By default, each command line argument should be a locally modified, version-controlled ChangeLog file. If there is no command line argument, vc-dwim tries to use the ChangeLog file in the current directory. In this default mode, vc-dwim works by first computing diffs of those files and parsing the diff output to determine which named files are being changed. Then, it diffs the affected files and prints the resulting output. One advantage of using this tool is that before printing any diffs, it warns you if it sees that a ChangeLog or an affected file has unsaved changes. It detects that by searching for an editor temporary file corresponding to each affected file. Another common error you can avoid with this tool is the one where you create a new file, add its name to Makefiles, etc., mention the addition in ChangeLog but forget to e.g., git add (or hg add, etc.) the file to the version control system. vc-dwim detects this discrepancy and fails with a diagnostic explaining the probable situation. You might also have simply mistyped the file name in the ChangeLog.

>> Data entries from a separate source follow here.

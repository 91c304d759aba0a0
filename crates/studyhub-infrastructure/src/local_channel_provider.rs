//! Local channel provider.
//!
//! Issues media channel handles without talking to a real conferencing
//! backend: a slug of the session title plus a short random suffix, e.g.
//! `java-basics-3f2a91c4`. Suitable for development and for deployments
//! where the conferencing service derives rooms from the handle alone.

use async_trait::async_trait;
use std::collections::HashSet;
use studyhub_core::channel::ChannelProvider;
use studyhub_core::error::Result;
use tokio::sync::Mutex;
use uuid::Uuid;

/// Maximum slug length taken from the title.
const SLUG_MAX_LEN: usize = 24;

#[derive(Default)]
pub struct LocalChannelProvider {
    /// Handles issued and not yet retired (diagnostics only)
    active: Mutex<HashSet<String>>,
}

impl LocalChannelProvider {
    pub fn new() -> Self {
        Self::default()
    }

    /// Number of handles currently outstanding.
    pub async fn active_count(&self) -> usize {
        self.active.lock().await.len()
    }

    fn slugify(title: &str) -> String {
        let mut slug = String::new();
        let mut last_dash = true;
        for ch in title.chars().flat_map(|c| c.to_lowercase()) {
            if ch.is_ascii_alphanumeric() {
                slug.push(ch);
                last_dash = false;
            } else if !last_dash {
                slug.push('-');
                last_dash = true;
            }
            if slug.len() >= SLUG_MAX_LEN {
                break;
            }
        }
        let slug = slug.trim_matches('-').to_string();
        if slug.is_empty() { "session".to_string() } else { slug }
    }
}

#[async_trait]
impl ChannelProvider for LocalChannelProvider {
    async fn issue(&self, title: &str) -> Result<String> {
        let suffix = Uuid::new_v4().simple().to_string();
        let channel_id = format!("{}-{}", Self::slugify(title), &suffix[..8]);
        self.active.lock().await.insert(channel_id.clone());
        tracing::debug!(%channel_id, "issued media channel");
        Ok(channel_id)
    }

    async fn retire(&self, channel_id: &str) -> Result<()> {
        // Unknown handles are a no-op by contract.
        self.active.lock().await.remove(channel_id);
        tracing::debug!(%channel_id, "retired media channel");
        Ok(())
    }
}
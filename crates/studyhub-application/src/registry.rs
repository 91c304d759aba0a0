//! Registry service: the composition root for the session registry.
//!
//! Wires the session store, membership manager and lifecycle manager over
//! pluggable backends, runs the recurring lifecycle sweep, and exposes the
//! operations UI consumers call.

use crate::query::{SessionQueryService, SessionView};
use chrono::Utc;
use std::sync::Arc;
use studyhub_core::channel::ChannelProvider;
use studyhub_core::config::RegistryConfig;
use studyhub_core::error::Result;
use studyhub_core::events::EventBus;
use studyhub_core::membership::{Membership, MembershipManager, MembershipRepository};
use studyhub_core::session::{
    LifecycleManager, NewSession, RegistryEvent, SessionFilter, SessionLocks,
    SessionRepository, SessionStore,
};
use studyhub_infrastructure::{
    InMemoryMembershipRepository, InMemorySessionRepository, LocalChannelProvider,
};
use tokio::sync::broadcast;
use tokio_util::sync::CancellationToken;

/// Facade over the whole session registry.
///
/// One instance owns the wiring for a registry: shared per-session locks,
/// the event bus, and the three managers. There is no process-wide
/// singleton; embedders construct and inject an instance.
pub struct RegistryService {
    config: RegistryConfig,
    store: Arc<SessionStore>,
    memberships: Arc<MembershipManager>,
    lifecycle: Arc<LifecycleManager>,
    query: SessionQueryService,
    events: EventBus,
}

impl RegistryService {
    /// Creates a registry over the given backends.
    pub fn new(
        session_repository: Arc<dyn SessionRepository>,
        membership_repository: Arc<dyn MembershipRepository>,
        channels: Arc<dyn ChannelProvider>,
        config: RegistryConfig,
    ) -> Self {
        let events = EventBus::new(config.event_capacity);
        let locks = SessionLocks::new();

        let store = Arc::new(SessionStore::new(
            session_repository,
            channels,
            events.clone(),
        ));
        let memberships = Arc::new(MembershipManager::new(
            store.clone(),
            membership_repository,
            locks.clone(),
            events.clone(),
        ));
        let lifecycle = Arc::new(LifecycleManager::new(
            store.clone(),
            memberships.clone(),
            locks,
            events.clone(),
        ));
        let query = SessionQueryService::new(store.clone(), memberships.clone());

        Self {
            config,
            store,
            memberships,
            lifecycle,
            query,
            events,
        }
    }

    /// Creates a registry backed by the in-memory infrastructure.
    pub fn in_memory(config: RegistryConfig) -> Self {
        Self::new(
            Arc::new(InMemorySessionRepository::new()),
            Arc::new(InMemoryMembershipRepository::new()),
            Arc::new(LocalChannelProvider::new()),
            config,
        )
    }

    // ============================================================================
    // Commands
    // ============================================================================

    /// Creates a session; see `SessionStore::create_session`.
    pub async fn create_session(&self, request: NewSession) -> Result<SessionView> {
        let session = self.store.create_session(request).await?;
        self.query.get(&session.id).await
    }

    /// Joins an actor to a session.
    pub async fn join(&self, session_id: &str, actor_id: &str) -> Result<Membership> {
        self.memberships.join(session_id, actor_id).await
    }

    /// Removes an actor's active membership.
    pub async fn leave(&self, session_id: &str, actor_id: &str) -> Result<Membership> {
        self.memberships.leave(session_id, actor_id).await
    }

    /// Host-only: starts a scheduled session ahead of its start time.
    pub async fn start_early(&self, session_id: &str, actor_id: &str) -> Result<()> {
        self.lifecycle.start_early(session_id, actor_id).await
    }

    /// Host-only: completes an active session, cascading membership
    /// leave and retiring the media channel.
    pub async fn complete(&self, session_id: &str, actor_id: &str) -> Result<()> {
        self.lifecycle.complete(session_id, actor_id).await
    }

    // ============================================================================
    // Queries
    // ============================================================================

    /// Fetches one session with its derived participant count.
    pub async fn get_session(&self, session_id: &str) -> Result<SessionView> {
        self.query.get(session_id).await
    }

    /// Lists sessions matching `filter`.
    pub async fn list_sessions(&self, filter: &SessionFilter) -> Result<Vec<SessionView>> {
        self.query.list(filter).await
    }

    /// The read facade, for consumers that only query.
    pub fn query(&self) -> &SessionQueryService {
        &self.query
    }

    /// Subscribes to registry events published after this call.
    pub fn subscribe(&self) -> broadcast::Receiver<RegistryEvent> {
        self.events.subscribe()
    }

    // ============================================================================
    // Lifecycle sweep
    // ============================================================================

    /// Runs one sweep pass immediately; returns how many sessions were
    /// activated.
    pub async fn sweep_now(&self) -> Result<u32> {
        self.lifecycle.sweep_due(Utc::now()).await
    }

    /// Starts the recurring lifecycle sweep in a background task.
    ///
    /// The sweep activates scheduled sessions whose start time has been
    /// reached, at the cadence of `RegistryConfig::sweep_interval`. The
    /// returned token stops the task; dropping it does not.
    pub fn spawn_sweeper(self: &Arc<Self>) -> CancellationToken {
        let token = CancellationToken::new();
        let task_token = token.clone();
        let registry = Arc::clone(self);

        tokio::spawn(async move {
            let mut ticker = tokio::time::interval(registry.config.sweep_interval());
            tracing::info!(
                interval_secs = registry.config.sweep_interval_secs,
                "lifecycle sweeper started"
            );
            loop {
                tokio::select! {
                    _ = task_token.cancelled() => {
                        tracing::info!("lifecycle sweeper stopped");
                        break;
                    }
                    _ = ticker.tick() => {
                        match registry.sweep_now().await {
                            Ok(0) => {}
                            Ok(activated) => {
                                tracing::debug!(activated, "sweep pass activated sessions");
                            }
                            Err(e) => {
                                tracing::error!(error = %e, "sweep pass failed");
                            }
                        }
                    }
                }
            }
        });

        token
    }
}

Once you are happy with your ChangeLog-derived diffs, you can commit those changes and the ChangeLog simply by rerunning the command with the --commit option.

But what if you’d like to use vc-dwim on a project that doesn’t have or want a ChangeLog file? In that case, you can maintain your own ChangeLog file. This is what the --initialize option sets up for you, or you can perform equivalent steps by hand (see Initializing vc-dwim).

vc-dwim accepts the following options:

--help

Display help and exit.

--version

Output version information and exit.

--author="User Name <user@example.org>"

Specify the user name and email address of the author of this change set.

--commit

Perform the commit, too.

-n
--dry-run

Print the commands that would be run instead of running them.

--diff

Determine which version control system manages the first file, then use that to print diffs of the named files. If no file is specified, print all diffs for the current hierarchy.

--print-vc-list

Print the list of recognized version control names, then exit.

--initialize

Prepare a source tree with no ChangeLog file for use with vc-dwim (see Initializing vc-dwim).

--verbose

Generate verbose output.

--debug

Generate debug output; implies --verbose.

This tool can be useful to you only if you use a version control system. It’s most useful if you maintain a ChangeLog file and create a log entry per file per “commit” operation.

Relies on fairly strict adherence to recommended ChangeLog syntax. Detects editor temporaries created by Emacs and Vim. Patches to detect temporaries created by other editors are welcome.